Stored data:

((

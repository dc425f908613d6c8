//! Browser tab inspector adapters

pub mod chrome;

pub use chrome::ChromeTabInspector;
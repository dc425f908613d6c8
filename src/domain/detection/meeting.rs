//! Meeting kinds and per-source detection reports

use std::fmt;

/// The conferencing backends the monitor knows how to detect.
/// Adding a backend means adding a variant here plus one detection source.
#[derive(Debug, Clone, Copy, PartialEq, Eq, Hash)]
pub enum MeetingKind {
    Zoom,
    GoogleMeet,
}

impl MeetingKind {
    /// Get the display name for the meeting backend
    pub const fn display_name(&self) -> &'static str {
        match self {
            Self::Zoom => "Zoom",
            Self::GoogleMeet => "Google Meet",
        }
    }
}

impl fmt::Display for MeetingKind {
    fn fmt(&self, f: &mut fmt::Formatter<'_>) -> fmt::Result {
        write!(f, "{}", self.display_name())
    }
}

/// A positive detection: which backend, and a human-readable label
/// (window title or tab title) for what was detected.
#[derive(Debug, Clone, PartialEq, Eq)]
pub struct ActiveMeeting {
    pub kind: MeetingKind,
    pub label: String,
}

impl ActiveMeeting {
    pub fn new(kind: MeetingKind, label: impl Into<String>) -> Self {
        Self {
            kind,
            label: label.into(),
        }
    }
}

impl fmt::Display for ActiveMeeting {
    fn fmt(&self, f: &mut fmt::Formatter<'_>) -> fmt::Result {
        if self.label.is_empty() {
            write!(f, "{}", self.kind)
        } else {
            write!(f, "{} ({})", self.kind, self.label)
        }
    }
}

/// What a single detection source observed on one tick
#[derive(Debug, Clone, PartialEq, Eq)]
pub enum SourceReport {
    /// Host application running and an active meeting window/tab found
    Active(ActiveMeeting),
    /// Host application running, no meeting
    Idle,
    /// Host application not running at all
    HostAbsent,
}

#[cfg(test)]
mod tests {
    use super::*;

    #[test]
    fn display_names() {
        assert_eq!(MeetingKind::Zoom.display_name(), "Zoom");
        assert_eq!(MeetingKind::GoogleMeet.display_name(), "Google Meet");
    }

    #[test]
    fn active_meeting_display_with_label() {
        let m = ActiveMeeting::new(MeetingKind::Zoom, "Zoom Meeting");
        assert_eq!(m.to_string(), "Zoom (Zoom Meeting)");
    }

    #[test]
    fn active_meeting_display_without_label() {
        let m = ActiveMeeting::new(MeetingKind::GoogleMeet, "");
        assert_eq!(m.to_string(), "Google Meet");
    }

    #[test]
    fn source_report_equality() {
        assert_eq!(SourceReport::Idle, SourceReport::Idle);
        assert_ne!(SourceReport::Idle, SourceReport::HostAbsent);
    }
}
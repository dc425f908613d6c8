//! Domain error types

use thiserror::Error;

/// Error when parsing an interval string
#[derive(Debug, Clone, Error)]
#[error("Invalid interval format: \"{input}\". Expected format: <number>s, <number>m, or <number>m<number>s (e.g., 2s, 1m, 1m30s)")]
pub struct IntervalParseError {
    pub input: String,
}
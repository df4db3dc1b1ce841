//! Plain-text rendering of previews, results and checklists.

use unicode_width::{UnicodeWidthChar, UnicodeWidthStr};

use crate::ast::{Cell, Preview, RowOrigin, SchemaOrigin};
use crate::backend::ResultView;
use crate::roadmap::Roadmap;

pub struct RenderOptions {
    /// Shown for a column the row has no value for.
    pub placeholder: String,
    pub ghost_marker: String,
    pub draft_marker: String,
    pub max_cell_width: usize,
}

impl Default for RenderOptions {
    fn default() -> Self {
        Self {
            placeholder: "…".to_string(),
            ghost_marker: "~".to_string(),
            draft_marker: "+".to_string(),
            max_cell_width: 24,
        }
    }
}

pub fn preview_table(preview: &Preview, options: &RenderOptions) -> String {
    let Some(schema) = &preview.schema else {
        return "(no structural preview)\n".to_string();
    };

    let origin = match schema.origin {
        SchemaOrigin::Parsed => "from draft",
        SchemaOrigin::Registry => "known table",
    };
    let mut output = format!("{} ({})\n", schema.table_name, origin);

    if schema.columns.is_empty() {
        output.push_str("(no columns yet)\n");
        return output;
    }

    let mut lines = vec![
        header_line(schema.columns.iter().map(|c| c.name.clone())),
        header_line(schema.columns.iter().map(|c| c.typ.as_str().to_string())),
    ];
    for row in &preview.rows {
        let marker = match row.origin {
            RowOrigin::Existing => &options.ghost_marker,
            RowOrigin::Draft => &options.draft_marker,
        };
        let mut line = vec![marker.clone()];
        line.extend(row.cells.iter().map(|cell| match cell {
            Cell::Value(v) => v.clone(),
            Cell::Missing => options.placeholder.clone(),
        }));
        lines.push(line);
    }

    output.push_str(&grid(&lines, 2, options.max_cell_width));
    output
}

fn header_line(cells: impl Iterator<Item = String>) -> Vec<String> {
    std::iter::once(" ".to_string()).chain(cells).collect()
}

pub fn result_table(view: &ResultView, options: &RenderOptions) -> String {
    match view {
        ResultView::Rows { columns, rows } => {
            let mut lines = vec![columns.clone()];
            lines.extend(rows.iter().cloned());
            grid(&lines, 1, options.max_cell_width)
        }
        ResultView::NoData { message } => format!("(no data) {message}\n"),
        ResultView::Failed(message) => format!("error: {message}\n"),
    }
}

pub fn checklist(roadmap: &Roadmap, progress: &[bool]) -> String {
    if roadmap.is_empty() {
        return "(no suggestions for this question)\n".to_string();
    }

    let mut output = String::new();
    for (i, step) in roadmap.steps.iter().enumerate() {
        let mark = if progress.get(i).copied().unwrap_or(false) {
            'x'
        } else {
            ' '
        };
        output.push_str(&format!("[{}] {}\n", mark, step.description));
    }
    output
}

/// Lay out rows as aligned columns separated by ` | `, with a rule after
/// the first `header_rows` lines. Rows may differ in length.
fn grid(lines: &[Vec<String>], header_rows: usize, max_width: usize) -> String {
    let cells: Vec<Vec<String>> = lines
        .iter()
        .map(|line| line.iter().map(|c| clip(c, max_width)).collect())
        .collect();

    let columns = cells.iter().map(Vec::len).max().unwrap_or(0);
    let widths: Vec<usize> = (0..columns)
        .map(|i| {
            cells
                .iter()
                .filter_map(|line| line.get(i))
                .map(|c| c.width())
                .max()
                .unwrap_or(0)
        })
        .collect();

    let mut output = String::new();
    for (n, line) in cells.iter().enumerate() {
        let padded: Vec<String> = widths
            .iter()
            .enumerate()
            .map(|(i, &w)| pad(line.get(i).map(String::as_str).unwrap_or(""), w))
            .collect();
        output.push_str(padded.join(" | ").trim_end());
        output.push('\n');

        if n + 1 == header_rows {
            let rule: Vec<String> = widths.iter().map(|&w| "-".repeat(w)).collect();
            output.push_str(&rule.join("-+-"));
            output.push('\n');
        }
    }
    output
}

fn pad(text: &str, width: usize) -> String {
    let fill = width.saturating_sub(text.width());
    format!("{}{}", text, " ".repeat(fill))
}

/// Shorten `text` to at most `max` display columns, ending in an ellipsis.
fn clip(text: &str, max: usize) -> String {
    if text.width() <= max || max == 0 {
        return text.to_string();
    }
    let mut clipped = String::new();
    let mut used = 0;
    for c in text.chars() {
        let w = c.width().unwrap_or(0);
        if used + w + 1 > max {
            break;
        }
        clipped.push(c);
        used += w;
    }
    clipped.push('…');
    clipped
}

))
((

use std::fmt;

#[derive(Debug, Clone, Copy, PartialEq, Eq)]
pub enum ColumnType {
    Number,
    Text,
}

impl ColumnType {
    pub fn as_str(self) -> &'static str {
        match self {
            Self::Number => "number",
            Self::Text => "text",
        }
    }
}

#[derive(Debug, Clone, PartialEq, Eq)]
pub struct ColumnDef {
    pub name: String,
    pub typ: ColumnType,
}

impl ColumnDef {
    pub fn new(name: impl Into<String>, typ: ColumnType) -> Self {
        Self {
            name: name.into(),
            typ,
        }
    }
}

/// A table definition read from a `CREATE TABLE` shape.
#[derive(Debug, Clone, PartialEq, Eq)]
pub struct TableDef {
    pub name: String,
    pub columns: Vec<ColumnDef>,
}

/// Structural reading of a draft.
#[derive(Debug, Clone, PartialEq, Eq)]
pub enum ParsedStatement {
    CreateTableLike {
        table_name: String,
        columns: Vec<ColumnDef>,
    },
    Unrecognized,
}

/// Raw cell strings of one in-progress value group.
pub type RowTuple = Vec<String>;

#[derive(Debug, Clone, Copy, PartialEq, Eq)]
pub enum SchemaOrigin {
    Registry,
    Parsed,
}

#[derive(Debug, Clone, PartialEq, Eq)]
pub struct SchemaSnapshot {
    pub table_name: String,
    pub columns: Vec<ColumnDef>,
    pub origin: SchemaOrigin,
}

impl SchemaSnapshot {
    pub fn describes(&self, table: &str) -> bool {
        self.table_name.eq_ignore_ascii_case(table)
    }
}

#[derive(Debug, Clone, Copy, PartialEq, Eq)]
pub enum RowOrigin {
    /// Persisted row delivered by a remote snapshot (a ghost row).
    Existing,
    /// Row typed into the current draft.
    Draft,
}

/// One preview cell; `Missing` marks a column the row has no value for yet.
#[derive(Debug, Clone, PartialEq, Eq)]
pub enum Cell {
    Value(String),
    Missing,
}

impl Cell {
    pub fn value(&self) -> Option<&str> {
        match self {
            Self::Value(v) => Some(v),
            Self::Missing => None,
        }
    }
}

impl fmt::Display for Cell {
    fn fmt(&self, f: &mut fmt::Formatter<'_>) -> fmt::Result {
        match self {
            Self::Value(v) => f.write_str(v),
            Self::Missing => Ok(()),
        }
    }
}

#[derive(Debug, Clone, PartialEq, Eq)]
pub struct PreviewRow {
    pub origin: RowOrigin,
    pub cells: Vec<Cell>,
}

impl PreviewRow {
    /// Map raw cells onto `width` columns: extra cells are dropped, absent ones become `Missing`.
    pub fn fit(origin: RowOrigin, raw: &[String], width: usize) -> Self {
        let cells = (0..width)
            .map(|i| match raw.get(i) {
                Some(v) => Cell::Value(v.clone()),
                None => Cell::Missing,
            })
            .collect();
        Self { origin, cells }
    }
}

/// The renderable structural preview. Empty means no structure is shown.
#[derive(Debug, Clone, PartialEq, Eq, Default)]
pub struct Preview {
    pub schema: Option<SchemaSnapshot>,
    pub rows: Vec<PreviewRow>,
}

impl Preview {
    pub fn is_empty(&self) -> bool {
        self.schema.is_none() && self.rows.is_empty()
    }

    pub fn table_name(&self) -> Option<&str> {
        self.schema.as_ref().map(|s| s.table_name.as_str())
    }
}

))
((

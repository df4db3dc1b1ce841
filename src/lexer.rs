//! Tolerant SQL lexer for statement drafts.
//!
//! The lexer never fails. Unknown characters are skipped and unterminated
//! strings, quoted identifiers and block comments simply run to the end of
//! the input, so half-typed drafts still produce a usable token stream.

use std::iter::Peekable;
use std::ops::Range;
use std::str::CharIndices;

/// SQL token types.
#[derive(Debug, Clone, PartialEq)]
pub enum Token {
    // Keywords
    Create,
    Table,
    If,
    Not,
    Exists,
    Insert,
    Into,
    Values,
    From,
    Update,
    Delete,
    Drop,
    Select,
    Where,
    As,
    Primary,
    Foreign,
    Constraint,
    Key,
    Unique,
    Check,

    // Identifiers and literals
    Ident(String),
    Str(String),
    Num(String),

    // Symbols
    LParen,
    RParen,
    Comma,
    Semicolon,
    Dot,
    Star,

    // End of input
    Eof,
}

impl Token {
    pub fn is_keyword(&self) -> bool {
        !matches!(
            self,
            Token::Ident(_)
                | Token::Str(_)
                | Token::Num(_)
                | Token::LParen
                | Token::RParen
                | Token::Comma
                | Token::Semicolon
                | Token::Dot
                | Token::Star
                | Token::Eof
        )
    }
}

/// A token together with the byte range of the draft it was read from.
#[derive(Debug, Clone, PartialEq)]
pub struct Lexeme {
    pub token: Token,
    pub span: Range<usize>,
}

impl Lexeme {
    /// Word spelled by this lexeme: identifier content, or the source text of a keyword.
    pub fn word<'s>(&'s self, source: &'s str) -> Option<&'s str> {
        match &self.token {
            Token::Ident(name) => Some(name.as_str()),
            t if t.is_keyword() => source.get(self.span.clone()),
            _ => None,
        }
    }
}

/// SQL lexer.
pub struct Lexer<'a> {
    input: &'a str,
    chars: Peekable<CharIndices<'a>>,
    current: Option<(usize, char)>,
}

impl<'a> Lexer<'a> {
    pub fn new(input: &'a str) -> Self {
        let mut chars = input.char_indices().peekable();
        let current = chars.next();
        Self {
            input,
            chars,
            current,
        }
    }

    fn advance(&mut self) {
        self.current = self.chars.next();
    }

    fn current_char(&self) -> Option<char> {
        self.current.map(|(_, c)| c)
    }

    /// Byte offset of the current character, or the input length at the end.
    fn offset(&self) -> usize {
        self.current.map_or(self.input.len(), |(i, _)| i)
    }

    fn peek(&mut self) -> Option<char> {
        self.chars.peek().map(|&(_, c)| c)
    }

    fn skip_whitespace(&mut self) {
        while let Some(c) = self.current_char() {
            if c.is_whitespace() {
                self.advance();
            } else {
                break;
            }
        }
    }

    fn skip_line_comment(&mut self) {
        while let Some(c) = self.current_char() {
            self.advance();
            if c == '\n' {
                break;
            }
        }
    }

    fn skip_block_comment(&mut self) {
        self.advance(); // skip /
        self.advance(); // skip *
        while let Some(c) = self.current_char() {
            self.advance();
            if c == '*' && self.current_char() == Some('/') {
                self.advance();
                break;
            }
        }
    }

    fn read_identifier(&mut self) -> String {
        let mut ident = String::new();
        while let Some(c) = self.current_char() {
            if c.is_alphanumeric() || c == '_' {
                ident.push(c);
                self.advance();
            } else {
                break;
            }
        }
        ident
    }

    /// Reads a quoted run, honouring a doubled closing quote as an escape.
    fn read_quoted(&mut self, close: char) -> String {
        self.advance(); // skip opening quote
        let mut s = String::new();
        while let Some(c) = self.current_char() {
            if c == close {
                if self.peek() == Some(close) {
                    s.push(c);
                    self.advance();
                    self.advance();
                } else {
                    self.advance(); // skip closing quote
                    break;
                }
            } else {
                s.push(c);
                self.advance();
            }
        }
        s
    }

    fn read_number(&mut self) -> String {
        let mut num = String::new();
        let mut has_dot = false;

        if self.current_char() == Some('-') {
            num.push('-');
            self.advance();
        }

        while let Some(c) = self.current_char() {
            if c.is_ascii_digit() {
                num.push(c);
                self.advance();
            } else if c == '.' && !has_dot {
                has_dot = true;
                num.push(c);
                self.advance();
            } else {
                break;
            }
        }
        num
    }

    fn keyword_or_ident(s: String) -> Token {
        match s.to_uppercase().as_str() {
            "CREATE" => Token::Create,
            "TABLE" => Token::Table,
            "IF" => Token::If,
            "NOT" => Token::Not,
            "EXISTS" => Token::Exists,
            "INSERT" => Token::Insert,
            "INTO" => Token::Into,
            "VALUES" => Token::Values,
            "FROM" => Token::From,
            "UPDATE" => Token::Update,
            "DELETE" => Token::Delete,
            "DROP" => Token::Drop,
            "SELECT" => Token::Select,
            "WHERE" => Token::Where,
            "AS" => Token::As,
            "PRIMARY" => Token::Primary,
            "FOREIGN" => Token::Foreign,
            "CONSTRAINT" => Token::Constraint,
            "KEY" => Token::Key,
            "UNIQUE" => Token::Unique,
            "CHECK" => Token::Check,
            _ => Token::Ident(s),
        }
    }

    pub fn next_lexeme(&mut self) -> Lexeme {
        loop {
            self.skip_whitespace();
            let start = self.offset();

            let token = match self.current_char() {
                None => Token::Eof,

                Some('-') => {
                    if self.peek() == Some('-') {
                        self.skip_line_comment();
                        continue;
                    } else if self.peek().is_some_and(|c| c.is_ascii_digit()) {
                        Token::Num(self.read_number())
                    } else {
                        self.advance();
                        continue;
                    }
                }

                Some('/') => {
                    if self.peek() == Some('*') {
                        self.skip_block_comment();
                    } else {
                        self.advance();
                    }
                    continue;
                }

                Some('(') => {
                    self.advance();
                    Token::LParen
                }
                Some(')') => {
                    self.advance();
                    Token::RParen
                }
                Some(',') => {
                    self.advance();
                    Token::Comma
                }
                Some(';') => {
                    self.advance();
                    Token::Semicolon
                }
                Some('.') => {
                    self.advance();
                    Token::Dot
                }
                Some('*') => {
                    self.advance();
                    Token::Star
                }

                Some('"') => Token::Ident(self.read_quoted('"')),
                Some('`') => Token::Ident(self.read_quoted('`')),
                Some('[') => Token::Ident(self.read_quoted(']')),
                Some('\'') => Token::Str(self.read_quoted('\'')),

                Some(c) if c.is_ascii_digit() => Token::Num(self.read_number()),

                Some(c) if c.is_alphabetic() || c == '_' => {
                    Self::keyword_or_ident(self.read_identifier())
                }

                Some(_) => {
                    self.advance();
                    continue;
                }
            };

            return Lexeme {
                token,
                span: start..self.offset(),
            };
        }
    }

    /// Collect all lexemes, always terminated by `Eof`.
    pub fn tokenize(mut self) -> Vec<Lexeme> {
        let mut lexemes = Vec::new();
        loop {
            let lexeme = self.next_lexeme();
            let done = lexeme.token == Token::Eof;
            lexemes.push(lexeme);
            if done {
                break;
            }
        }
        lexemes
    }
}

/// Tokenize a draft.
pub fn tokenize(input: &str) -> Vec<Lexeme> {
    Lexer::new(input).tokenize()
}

))

GOAL OF THE EXERCISE: Whenever a line above includes "window", copy it in full.

RESPONSE TO THIS EXERCISE:
/// (window title or tab title) for what was detected.
    /// Host application running and an active meeting window/tab found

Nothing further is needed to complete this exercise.